◆ GOAL OF THE EXERCISE
Which lines run from the one containing "let tasks: Vec<_> = observations" through the end of the material? Transcribe them word for word, and only them.

---+---

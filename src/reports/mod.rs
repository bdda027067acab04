//! Crowd-sourced delay reports, votes and the accuracy score derived from them.

pub mod accuracy;
pub mod service;
pub mod types;

pub use accuracy::accuracy;
pub use service::ReportService;
pub use types::{DelayReport, NewReport, Severity, VoteDirection};
use std::collections::BTreeMap;
use std::path::PathBuf;
use tokio::sync::Mutex;
use tracing::debug;

use crate::error::{Error, Result};
use crate::reports::DelayReport;
use crate::services::ReportStore;

/// [`ReportStore`] persisted as one JSON object keyed by report id:
///
/// ```json
/// {
///   "Xy12...": { "id": "Xy12...", "userId": "alice", "upvotes": 1, "voters": { "bob": "up" }, ... }
/// }
/// ```
///
/// The whole file is read and rewritten on every operation. A missing file is
/// an empty store.
pub struct JsonFileReportStore {
    path: PathBuf,
    lock: Mutex<()>,
}

impl JsonFileReportStore {
    pub fn new(path: impl Into<PathBuf>) -> Self {
        Self {
            path: path.into(),
            lock: Mutex::new(()),
        }
    }

    async fn load(&self) -> Result<BTreeMap<String, DelayReport>> {
        match tokio::fs::read_to_string(&self.path).await {
            Ok(content) if content.trim().is_empty() => Ok(BTreeMap::new()),
            Ok(content) => Ok(serde_json::from_str(&content)?),
            Err(e) if e.kind() == std::io::ErrorKind::NotFound => Ok(BTreeMap::new()),
            Err(e) => Err(e.into()),
        }
    }

    async fn save(&self, reports: &BTreeMap<String, DelayReport>) -> Result<()> {
        if let Some(parent) = self.path.parent().filter(|p| !p.as_os_str().is_empty()) {
            tokio::fs::create_dir_all(parent).await?;
        }
        let body = serde_json::to_vec_pretty(reports)?;

        // Replace the file in one rename so a failed write leaves the old store intact.
        let mut tmp = self.path.clone().into_os_string();
        tmp.push(".tmp");
        let tmp = PathBuf::from(tmp);
        tokio::fs::write(&tmp, body).await?;
        tokio::fs::rename(&tmp, &self.path).await?;
        debug!(path = %self.path.display(), count = reports.len(), "Report file written");
        Ok(())
    }
}

#[async_trait::async_trait]
impl ReportStore for JsonFileReportStore {
    async fn create(&self, report: DelayReport) -> Result<String> {
        let _guard = self.lock.lock().await;
        let mut reports = self.load().await?;
        let id = report.id.clone();
        if reports.contains_key(&id) {
            return Err(Error::Store(format!("report {id} already exists")));
        }
        reports.insert(id.clone(), report);
        self.save(&reports).await?;
        Ok(id)
    }

    async fn list(&self) -> Result<Vec<DelayReport>> {
        let _guard = self.lock.lock().await;
        Ok(self.load().await?.into_values().collect())
    }

    async fn get(&self, id: &str) -> Result<Option<DelayReport>> {
        let _guard = self.lock.lock().await;
        Ok(self.load().await?.remove(id))
    }

    async fn update(&self, id: &str, report: DelayReport) -> Result<()> {
        let _guard = self.lock.lock().await;
        let mut reports = self.load().await?;
        match reports.get_mut(id) {
            Some(slot) => *slot = report,
            None => return Err(Error::ReportNotFound(id.to_string())),
        }
        self.save(&reports).await
    }

    async fn delete(&self, id: &str) -> Result<bool> {
        let _guard = self.lock.lock().await;
        let mut reports = self.load().await?;
        let removed = reports.remove(id).is_some();
        if removed {
            self.save(&reports).await?;
        }
        Ok(removed)
    }
}
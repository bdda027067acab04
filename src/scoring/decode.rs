//! Decoders turning each engine output in [0, 1] into a label and confidence.

use super::types::Decoded;

pub const DAYS: [&str; 7] = [
    "Monday",
    "Tuesday",
    "Wednesday",
    "Thursday",
    "Friday",
    "Saturday",
    "Sunday",
];

const LOW_CUTOFF: f64 = 0.33;
const HIGH_CUTOFF: f64 = 0.66;

/// Three-way bucket decode shared by severity and delay type.
///
/// Confidence is `1 - o` for the low bucket, `1 - 2|o - 0.5|` for the middle
/// bucket and `o` for the high bucket.
fn three_way(o: f64, labels: [&str; 3]) -> Decoded {
    let (label, confidence) = if o < LOW_CUTOFF {
        (labels[0], 1.0 - o)
    } else if o < HIGH_CUTOFF {
        (labels[1], 1.0 - 2.0 * (o - 0.5).abs())
    } else {
        (labels[2], o)
    };

    Decoded {
        label: label.to_string(),
        confidence: confidence.clamp(0.0, 1.0),
    }
}

pub fn decode_severity(o: f64) -> Decoded {
    three_way(o, ["Low severity", "Medium severity", "High severity"])
}

pub fn decode_delay_type(o: f64) -> Decoded {
    three_way(o, ["Minor delay", "Delay", "Congestion"])
}

/// Maps `o` onto Monday..Sunday; confidence peaks at each bucket center `i/6`.
pub fn decode_day(o: f64) -> Decoded {
    let index = (o * 6.0).round().clamp(0.0, 6.0) as usize;
    let center = index as f64 / 6.0;

    Decoded {
        label: DAYS[index].to_string(),
        confidence: (1.0 - 2.0 * (o - center).abs()).clamp(0.0, 1.0),
    }
}

/// Maps `o` onto a zero-padded `HH:MM` clock string with confidence 1.0.
///
/// `o = 1.0` yields `"24:00"`.
pub fn decode_time(o: f64) -> Decoded {
    let minutes = (o * 1440.0).round() as u32;

    Decoded {
        label: format!("{:02}:{:02}", minutes / 60, minutes % 60),
        confidence: 1.0,
    }
}

#[cfg(test)]
mod tests {
    use super::*;

    #[test]
    fn test_severity_endpoints() {
        let low = decode_severity(0.0);
        assert_eq!(low.label, "Low severity");
        assert_eq!(low.confidence, 1.0);

        let mid = decode_severity(0.5);
        assert_eq!(mid.label, "Medium severity");
        assert_eq!(mid.confidence, 1.0);

        let high = decode_severity(1.0);
        assert_eq!(high.label, "High severity");
        assert_eq!(high.confidence, 1.0);
    }

    #[test]
    fn test_severity_boundaries() {
        assert_eq!(decode_severity(0.3299).label, "Low severity");
        assert_eq!(decode_severity(0.33).label, "Medium severity");
        assert_eq!(decode_severity(0.6599).label, "Medium severity");
        assert_eq!(decode_severity(0.66).label, "High severity");
    }

    #[test]
    fn test_medium_confidence_falls_off_from_center() {
        let c = decode_severity(0.4).confidence;
        assert!((c - 0.8).abs() < 1e-9);
        assert!(decode_severity(0.65).confidence < c);
    }

    #[test]
    fn test_delay_type_labels() {
        assert_eq!(decode_delay_type(0.1).label, "Minor delay");
        assert_eq!(decode_delay_type(0.5).label, "Delay");
        assert_eq!(decode_delay_type(0.9).label, "Congestion");
        assert!((decode_delay_type(0.9).confidence - 0.9).abs() < 1e-9);
    }

    #[test]
    fn test_day_endpoints() {
        assert_eq!(decode_day(0.0).label, "Monday");
        assert_eq!(decode_day(1.0).label, "Sunday");
    }

    #[test]
    fn test_day_bucket_centers_have_full_confidence() {
        for (i, day) in DAYS.iter().enumerate() {
            let decoded = decode_day(i as f64 / 6.0);
            assert_eq!(decoded.label, *day);
            assert!((decoded.confidence - 1.0).abs() < 1e-9);
        }
    }

    #[test]
    fn test_day_out_of_range_is_clamped() {
        assert_eq!(decode_day(-0.5).label, "Monday");
        assert_eq!(decode_day(1.5).label, "Sunday");
        assert_eq!(decode_day(1.5).confidence, 0.0);
    }

    #[test]
    fn test_time_formatting() {
        assert_eq!(decode_time(0.0).label, "00:00");
        assert_eq!(decode_time(0.5).label, "12:00");
        assert_eq!(decode_time(0.75).label, "18:00");
        assert_eq!(decode_time(1.0).label, "24:00");
        assert_eq!(decode_time(0.5).confidence, 1.0);
    }

    #[test]
    fn test_time_rounds_to_nearest_minute() {
        // 0.3 * 1440 = 432 minutes
        assert_eq!(decode_time(0.3).label, "07:12");
    }
}
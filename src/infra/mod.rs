//! Concrete clients for the external collaborators declared in
//! [`crate::services`].

pub mod gemini;
pub mod nominatim;
pub mod store;
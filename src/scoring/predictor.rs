use chrono::{Local, NaiveTime};
use std::sync::Arc;
use tracing::debug;

use super::decode::{decode_day, decode_delay_type, decode_severity, decode_time};
use super::encoders::{location_description, weather_description};
use super::engine::ScoringEngine;
use super::normalize::normalize;
use super::types::{PredictionResult, TrafficObservation};

/// Normalizer, engine and decoders wired together.
///
/// The engine is shared through an [`Arc`] so clones of a predictor, and the
/// tasks spawned by [`Predictor::predict_batch_parallel`], score with the same
/// weights.
#[derive(Debug, Clone)]
pub struct Predictor {
    engine: Arc<ScoringEngine>,
}

impl Predictor {
    pub fn new(engine: ScoringEngine) -> Self {
        Self {
            engine: Arc::new(engine),
        }
    }

    /// Scores `obs` using the local wall-clock time for the time-of-day feature.
    pub fn predict(&self, obs: &TrafficObservation) -> PredictionResult {
        self.predict_at(obs, Local::now().time())
    }

    pub fn predict_at(&self, obs: &TrafficObservation, now: NaiveTime) -> PredictionResult {
        let features = normalize(obs, now);
        let [severity_out, type_out, day_out, time_out] = self.engine.forward(&features);
        debug!(?features, severity_out, type_out, day_out, time_out, "Engine forward pass");

        let severity = decode_severity(severity_out);
        let delay_type = decode_delay_type(type_out);
        let day = decode_day(day_out);
        let time = decode_time(time_out);

        PredictionResult {
            severity: severity.label,
            delay_type: delay_type.label,
            day_of_week: day.label,
            time_of_day: time.label,
            severity_confidence: severity.confidence,
            delay_type_confidence: delay_type.confidence,
            day_confidence: day.confidence,
            time_confidence: time.confidence,
            location: location_description(obs.latitude, obs.longitude),
            weather: weather_description(&obs.weather),
        }
    }

    /// Scores every observation in order. The clock is read once for the batch.
    pub fn predict_batch(&self, observations: &[TrafficObservation]) -> Vec<PredictionResult> {
        self.predict_batch_at(observations, Local::now().time())
    }

    pub fn predict_batch_at(
        &self,
        observations: &[TrafficObservation],
        now: NaiveTime,
    ) -> Vec<PredictionResult> {
        observations
            .iter()
            .map(|obs| self.predict_at(obs, now))
            .collect()
    }

    /// Fans the batch out over blocking tasks and reassembles results in input
    /// order.
    pub async fn predict_batch_parallel(
        &self,
        observations: Vec<TrafficObservation>,
    ) -> crate::Result<Vec<PredictionResult>> {
        self.predict_batch_parallel_at(observations, Local::now().time())
            .await
    }

    #[tracing::instrument(skip(self, observations), fields(count = observations.len()))]
    pub async fn predict_batch_parallel_at(
        &self,
        observations: Vec<TrafficObservation>,
        now: NaiveTime,
    ) -> crate::Result<Vec<PredictionResult>> {
        let tasks: Vec<_> = observations
            .into_iter()
            .map(|obs| {
                let predictor = self.clone();
                tokio::task::spawn_blocking(move || predictor.predict_at(&obs, now))
            })
            .collect();

        let mut results = Vec::with_capacity(tasks.len());
        for task in tasks {
            results.push(task.await?);
        }
        Ok(results)
    }
}

impl Default for Predictor {
    fn default() -> Self {
        Self::new(ScoringEngine::new())
    }
}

---+---

◆ OUTPUT OF THE TASK
        let tasks: Vec<_> = observations
            .into_iter()
            .map(|obs| {
                let predictor = self.clone();
                tokio::task::spawn_blocking(move || predictor.predict_at(&obs, now))
            })
            .collect();

        let mut results = Vec::with_capacity(tasks.len());
        for task in tasks {
            results.push(task.await?);
        }
        Ok(results)
    }
}

impl Default for Predictor {
    fn default() -> Self {
        Self::new(ScoringEngine::new())
    }
}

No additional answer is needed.